About Re-Imagining Peer Review
A Mellon Foundation grant project
CELJ, a project of its fiscal sponsor K|N Consultants, Ltd., has been awarded a grant of $555,000 from the Mellon Foundation to advance equitable and inclusive practices in peer review and scholarly journal publishing within the humanities. This project will survey key stakeholders—editors, authors, peer reviewers, and publishers—to examine peer review models, methods, and experiences, while identifying ways to improve them. Guided by a diverse advisory board, CELJ will release a public dataset and report based on the findings. The project will also develop workshops and toolkits that explore collaborative, inclusive, and open peer-review practices, providing actionable alternatives to traditional double-anonymous models.
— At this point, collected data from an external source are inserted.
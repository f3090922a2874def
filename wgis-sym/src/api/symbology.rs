//! Layer symbology endpoints
//!
//! - `GET    /api/layers/:id/symbology`
//! - `POST   /api/layers/:id/symbology` (candidate JSON, normalized then saved)
//! - `DELETE /api/layers/:id/symbology`
//! - `POST   /api/layers/:id/symbology/import` (raw style document body)

use crate::db::{get_layer, LayerRecord};
use crate::style_import::{import_style, SourceHint};
use crate::symbology::{normalize_description, normalize_payload, StyleDescription, SymbologyRecord};
use crate::{ApiError, ApiResult, AppState};
use axum::{
    body::Bytes,
    extract::{Path, Query, State},
    routing::{get, post},
    Json, Router,
};
use serde::{Deserialize, Serialize};
use serde_json::Value;
use tracing::info;

/// GET /api/layers/:id/symbology
pub async fn get_symbology(
    State(state): State<AppState>,
    Path(layer_id): Path<i64>,
) -> ApiResult<Json<SymbologyRecord>> {
    state
        .store
        .load(layer_id)
        .await?
        .map(Json)
        .ok_or_else(|| ApiError::NotFound(format!("No symbology saved for layer {}", layer_id)))
}

/// POST /api/layers/:id/symbology
///
/// **Request:** candidate style, e.g. `{"type": "categorized", "field": "zone", "categories": [...]}`
/// **Response:** the normalized, persisted record
pub async fn save_symbology(
    State(state): State<AppState>,
    Path(layer_id): Path<i64>,
    Json(payload): Json<Value>,
) -> ApiResult<Json<SymbologyRecord>> {
    let layer = require_layer(&state, layer_id).await?;
    let record = normalize_payload(&payload)?;
    let saved = persist(&state, &layer, record).await?;
    Ok(Json(saved))
}

#[derive(Debug, Serialize)]
pub struct DeleteResponse {
    pub deleted: bool,
}

/// DELETE /api/layers/:id/symbology
pub async fn delete_symbology(
    State(state): State<AppState>,
    Path(layer_id): Path<i64>,
) -> ApiResult<Json<DeleteResponse>> {
    let deleted = state.store.delete(layer_id).await?;
    if deleted {
        info!(layer_id, "Deleted layer symbology");
    }
    Ok(Json(DeleteResponse { deleted }))
}

/// Query of an import request
#[derive(Debug, Default, Deserialize)]
pub struct ImportQuery {
    /// Uploaded file name; its extension selects the document family
    pub filename: Option<String>,
    /// Explicit document family (`qml`, `lyr`, `generic_xml`); wins over
    /// `filename`
    pub format: Option<String>,
    /// Normalize and persist the imported style
    #[serde(default)]
    pub save: bool,
    /// Target field when the document does not name one
    pub field: Option<String>,
}

impl ImportQuery {
    fn source_hint(&self) -> ApiResult<SourceHint> {
        let hint = match (&self.format, &self.filename) {
            (Some(format), _) => SourceHint::from_format(format),
            (None, Some(filename)) => SourceHint::from_filename(filename),
            (None, None) => {
                return Err(ApiError::BadRequest(
                    "filename or format query parameter is required".to_string(),
                ))
            }
        };
        hint.ok_or_else(|| {
            ApiError::BadRequest(format!(
                "Unsupported format: {}",
                self.format.as_deref().or(self.filename.as_deref()).unwrap_or_default()
            ))
        })
    }
}

#[derive(Debug, Serialize)]
pub struct ImportResponse {
    pub success: bool,
    pub style: StyleDescription,
    #[serde(skip_serializing_if = "Option::is_none")]
    pub record: Option<SymbologyRecord>,
}

/// POST /api/layers/:id/symbology/import?filename=parcels.qml[&save=true]
///
/// The body is the raw style document. Without `save` the extracted style is
/// only returned; with `save=true` it is normalized and persisted as well.
pub async fn import_symbology(
    State(state): State<AppState>,
    Path(layer_id): Path<i64>,
    Query(query): Query<ImportQuery>,
    body: Bytes,
) -> ApiResult<Json<ImportResponse>> {
    let limit = state.settings.max_import_bytes;
    if body.len() > limit {
        return Err(ApiError::PayloadTooLarge(format!(
            "style document is {} bytes, limit is {}",
            body.len(),
            limit
        )));
    }

    let hint = query.source_hint()?;
    let style = import_style(&body, hint)?.with_default_field(query.field.clone());

    info!(
        layer_id,
        ?hint,
        style_type = style.style_type(),
        "Imported style document"
    );

    let record = if query.save {
        let layer = require_layer(&state, layer_id).await?;
        let record = normalize_description(style.clone())?;
        Some(persist(&state, &layer, record).await?)
    } else {
        None
    };

    Ok(Json(ImportResponse {
        success: true,
        style,
        record,
    }))
}

async fn require_layer(state: &AppState, layer_id: i64) -> ApiResult<LayerRecord> {
    get_layer(&state.db, layer_id)
        .await?
        .ok_or_else(|| ApiError::NotFound(format!("Layer not found: {}", layer_id)))
}

/// Save with the layer's geometry type filled in when the style has none
async fn persist(state: &AppState, layer: &LayerRecord, mut record: SymbologyRecord) -> ApiResult<SymbologyRecord> {
    if record.geometry_type.is_none() {
        record.geometry_type = layer.layer_type.clone();
    }
    let saved = state.store.save(layer.id, &record).await?;
    info!(layer_id = layer.id, style_type = saved.style_type(), "Saved layer symbology");
    Ok(saved)
}

/// Build symbology routes
pub fn symbology_routes() -> Router<AppState> {
    Router::new()
        .route(
            "/api/layers/:id/symbology",
            get(get_symbology).post(save_symbology).delete(delete_symbology),
        )
        .route("/api/layers/:id/symbology/import", post(import_symbology))
}

#[cfg(test)]
mod tests {
    use super::*;

    #[test]
    fn test_format_wins_over_filename() {
        let query = ImportQuery {
            filename: Some("style.qml".into()),
            format: Some("lyr".into()),
            ..Default::default()
        };
        assert_eq!(query.source_hint().unwrap(), SourceHint::Lyr);
    }

    #[test]
    fn test_unsupported_or_missing_format() {
        let query = ImportQuery {
            filename: Some("style.sld".into()),
            ..Default::default()
        };
        assert!(matches!(query.source_hint(), Err(ApiError::BadRequest(_))));
        assert!(matches!(
            ImportQuery::default().source_hint(),
            Err(ApiError::BadRequest(_))
        ));
    }
}
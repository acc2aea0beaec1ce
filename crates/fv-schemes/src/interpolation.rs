//! Shared helpers for weighted cell-to-face interpolation.

use std::sync::Arc;

use fv_core::DIMLESS;
use fv_fields::{FieldError, FieldValue, SurfaceField, VolField};
use fv_mesh::Mesh;

use crate::error::SchemeResult;
use crate::traits::face_name;

/// `w * vf_P + (1 - w) * vf_N` on internal faces, the boundary value on
/// boundary faces.
pub fn interpolate_with_weights<T: FieldValue>(
    vf: &VolField<T>,
    weights: &SurfaceField<f64>,
) -> SchemeResult<SurfaceField<T>> {
    let mesh = vf.mesh();
    if !Arc::ptr_eq(mesh, weights.mesh()) {
        return Err(FieldError::MeshMismatch { op: "interpolate" }.into());
    }

    let w = weights.values();
    let cells = vf.internal();
    let owner = mesh.owner();
    let neighbour = mesh.neighbour();

    let mut values = Vec::with_capacity(mesh.n_faces());
    for face in 0..mesh.n_internal_faces() {
        let own = cells[owner[face]];
        let nei = cells[neighbour[face]];
        values.push(own * w[face] + nei * (1.0 - w[face]));
    }
    values.extend_from_slice(vf.boundary());

    Ok(SurfaceField::from_values(
        face_name(vf),
        mesh,
        vf.dimensions(),
        values,
    )?)
}

/// Weights field built from per-face values.
pub fn weights_field(mesh: &Arc<Mesh>, name: &str, values: Vec<f64>) -> SchemeResult<SurfaceField<f64>> {
    Ok(SurfaceField::from_values(name, mesh, DIMLESS, values)?)
}

/// Apply `f(owner_value, neighbour_value)` on internal faces; boundary faces
/// take the boundary value.
pub fn face_combine<T: FieldValue>(
    vf: &VolField<T>,
    name: String,
    f: impl Fn(&T, &T) -> T,
) -> SchemeResult<SurfaceField<T>> {
    let mesh = vf.mesh();
    let cells = vf.internal();
    let owner = mesh.owner();
    let neighbour = mesh.neighbour();

    let mut values: Vec<T> = (0..mesh.n_internal_faces())
        .map(|face| f(&cells[owner[face]], &cells[neighbour[face]]))
        .collect();
    values.extend_from_slice(vf.boundary());

    Ok(SurfaceField::from_values(name, mesh, vf.dimensions(), values)?)
}
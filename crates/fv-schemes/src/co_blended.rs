//! `CoBlended <Co1> <scheme1> <Co2> <scheme2> [<flux>]`: blending driven by
//! the face Courant number.

use fv_fields::{FieldValue, Shared, SurfaceField, VolField, read};
use tracing::debug;

use crate::blended::{CourantRange, SchemePair};
use crate::context::SchemeContext;
use crate::courant::{face_courant_number, volumetric_flux};
use crate::error::SchemeResult;
use crate::registry::SchemeArgs;
use crate::traits::{BlendedScheme, CourantField, InterpolationScheme};

pub struct CoBlended<T: FieldValue> {
    ctx: SchemeContext,
    range: CourantRange,
    schemes: SchemePair<T>,
    flux: Shared<SurfaceField<f64>>,
}

impl<T: FieldValue> CoBlended<T> {
    pub fn construct(mut args: SchemeArgs<'_, T>) -> SchemeResult<Box<dyn InterpolationScheme<T>>> {
        let location = args.stream.location();
        let co1 = args.stream.read_scalar("Co1")?;
        let scheme1 = args.sub_scheme()?;
        let co2 = args.stream.read_scalar("Co2")?;
        let scheme2 = args.sub_scheme()?;
        let range = CourantRange::validated(co1, co2, location)?;
        let flux = args.face_flux()?;
        debug!(co1, co2, scheme1 = scheme1.name(), scheme2 = scheme2.name(), "CoBlended");
        Ok(Box::new(Self {
            ctx: args.ctx.clone(),
            range,
            schemes: SchemePair::new(scheme1, scheme2),
            flux,
        }))
    }

    pub fn range(&self) -> CourantRange {
        self.range
    }

    /// Face Courant number of the current flux and time step.
    pub fn courant_number(&self) -> SchemeResult<SurfaceField<f64>> {
        let flux = read(&self.flux);
        let phi = volumetric_flux(&flux, &self.ctx)?;
        face_courant_number(&phi, self.ctx.mesh().time().delta_t_value())
    }
}

impl<T: FieldValue> InterpolationScheme<T> for CoBlended<T> {
    fn name(&self) -> &str {
        "CoBlended"
    }

    fn weights(&self, vf: &VolField<T>) -> SchemeResult<SurfaceField<f64>> {
        self.schemes.weights(&self.blending_factor(vf)?, vf)
    }

    fn interpolate(&self, vf: &VolField<T>) -> SchemeResult<SurfaceField<T>> {
        self.schemes.interpolate(&self.blending_factor(vf)?, vf)
    }

    fn corrected(&self) -> bool {
        self.schemes.corrected()
    }

    fn correction(&self, vf: &VolField<T>) -> SchemeResult<Option<SurfaceField<T>>> {
        self.schemes.correction(&self.blending_factor(vf)?, vf)
    }

    fn as_blended(&self) -> Option<&dyn BlendedScheme<T>> {
        Some(self)
    }
}

impl<T: FieldValue> BlendedScheme<T> for CoBlended<T> {
    fn blending_factor(&self, vf: &VolField<T>) -> SchemeResult<SurfaceField<f64>> {
        let co = self.courant_number()?;
        let bf = self
            .range
            .blending_factor(&co, format!("{}BlendingFactor", vf.name()));
        if let Some((min, max)) = bf.min_max() {
            debug!(field = vf.name(), min, max, "CoBlended blending factor");
        }
        Ok(bf)
    }

    fn blending_criterion(&self) -> SchemeResult<Option<CourantField>> {
        Ok(Some(CourantField::Face(self.courant_number()?)))
    }
}
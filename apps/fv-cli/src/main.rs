mod case;
mod error;
mod output;

use clap::{Parser, Subcommand};
use std::path::{Path, PathBuf};
use std::process::ExitCode;

use fv_core::units::seconds;
use fv_core::Vector;
use fv_schemes::{CourantField, SchemeRegistry};
use tracing::info;

use crate::case::CaseFile;
use crate::error::CliResult;
use crate::output::{BlendReport, FieldRecord, StepRecord};

#[derive(Parser)]
#[command(name = "fv-cli")]
#[command(about = "Finite-volume interpolation scheme driver", long_about = None)]
struct Cli {
    #[command(subcommand)]
    command: Commands,
}

#[derive(Subcommand)]
enum Commands {
    /// List the registered interpolation scheme names
    Schemes,
    /// Build a case and construct its scheme
    Check {
        /// Path to the case YAML file
        case_path: PathBuf,
    },
    /// Evaluate the scheme of a case over a number of time steps,
    /// writing the Courant number, blending factor and face values of each step
    Blend {
        /// Path to the case YAML file
        case_path: PathBuf,
        /// Output JSON file path (optional, defaults to stdout)
        #[arg(short, long)]
        output: Option<PathBuf>,
        /// Number of time steps to evaluate
        #[arg(long, default_value_t = 1)]
        steps: usize,
    },
}

fn main() -> ExitCode {
    // Initialize tracing
    tracing_subscriber::fmt::init();

    let cli = Cli::parse();

    let result = match cli.command {
        Commands::Schemes => cmd_schemes(),
        Commands::Check { case_path } => cmd_check(&case_path),
        Commands::Blend {
            case_path,
            output,
            steps,
        } => cmd_blend(&case_path, output.as_deref(), steps),
    };

    match result {
        Ok(()) => ExitCode::SUCCESS,
        Err(e) => {
            eprintln!("Error: {e}");
            ExitCode::FAILURE
        }
    }
}

fn cmd_schemes() -> CliResult<()> {
    let scalars = SchemeRegistry::<f64>::standard();
    let vectors = SchemeRegistry::<Vector>::standard();
    println!("Interpolation schemes:");
    for name in scalars.names() {
        let vector = if vectors.contains(name) { "scalar, vector" } else { "scalar" };
        println!("  {name} ({vector})");
    }
    Ok(())
}

fn cmd_check(case_path: &Path) -> CliResult<()> {
    println!("Checking case: {}", case_path.display());
    let case = CaseFile::load(case_path)?.build()?;
    let scheme = case.scheme(&SchemeRegistry::standard())?;

    println!("✓ Scheme for {} constructed", case.scheme_key);
    println!("  Type:      {}", scheme.name());
    println!("  Corrected: {}", scheme.corrected());
    println!("  Blended:   {}", scheme.as_blended().is_some());
    Ok(())
}

fn cmd_blend(case_path: &Path, output: Option<&Path>, steps: usize) -> CliResult<()> {
    let case = CaseFile::load(case_path)?.build()?;
    let scheme = case.scheme(&SchemeRegistry::standard())?;
    let time = case.ctx.mesh().time();

    let mut records = Vec::with_capacity(steps.max(1));
    for step in 0..steps.max(1) {
        if step > 0 {
            case.advance()?;
        }
        let mut fields = Vec::new();
        if let Some(blended) = scheme.as_blended() {
            match blended.blending_criterion()? {
                Some(CourantField::Cell(co)) => {
                    if let Some((lo, hi)) = co.cmpt_bounds() {
                        info!(step = time.time_index(), delta_t = time.delta_t_value(), co_min = lo, co_max = hi, "cell Courant number");
                    }
                    fields.push(FieldRecord::from_vol(&co));
                }
                Some(CourantField::Face(co)) => {
                    if let Some((lo, hi)) = co.min_max() {
                        info!(step = time.time_index(), delta_t = time.delta_t_value(), co_min = lo, co_max = hi, "face Courant number");
                    }
                    fields.push(FieldRecord::from_surface(&co));
                }
                None => {}
            }
            let bf = blended.blending_factor(&case.field)?;
            if let Some((lo, hi)) = bf.min_max() {
                info!(step = time.time_index(), bf_min = lo, bf_max = hi, "blending factor");
            }
            fields.push(FieldRecord::from_surface(&bf));
        }
        fields.push(FieldRecord::from_surface(&scheme.interpolate(&case.field)?));

        records.push(StepRecord {
            time_index: time.time_index(),
            time: seconds(time.value()),
            delta_t: time.delta_t_value(),
            fields,
        });
    }

    let report = BlendReport {
        scheme: scheme.name().to_string(),
        steps: records,
    };
    report.write(output)?;
    if let Some(path) = output {
        println!("✓ Wrote {} steps to {}", report.steps.len(), path.display());
    }
    Ok(())
}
By aligning peer-review processes with principles of diversity, equity, inclusion (DEI), and knowledge justice, CELJ seeks to reshape scholarly publishing for the humanities.
Re-Imagining Peer Review Survey
CELJ is working on a large-scale survey of peer review in humanities journal publishing, especially as it intersects with principles of diversity, equity, and inclusion. The project team is developing a survey based on topics and question suggestions provided by editors, publishers, reviewers, and authors in humanities and HSS disciplines.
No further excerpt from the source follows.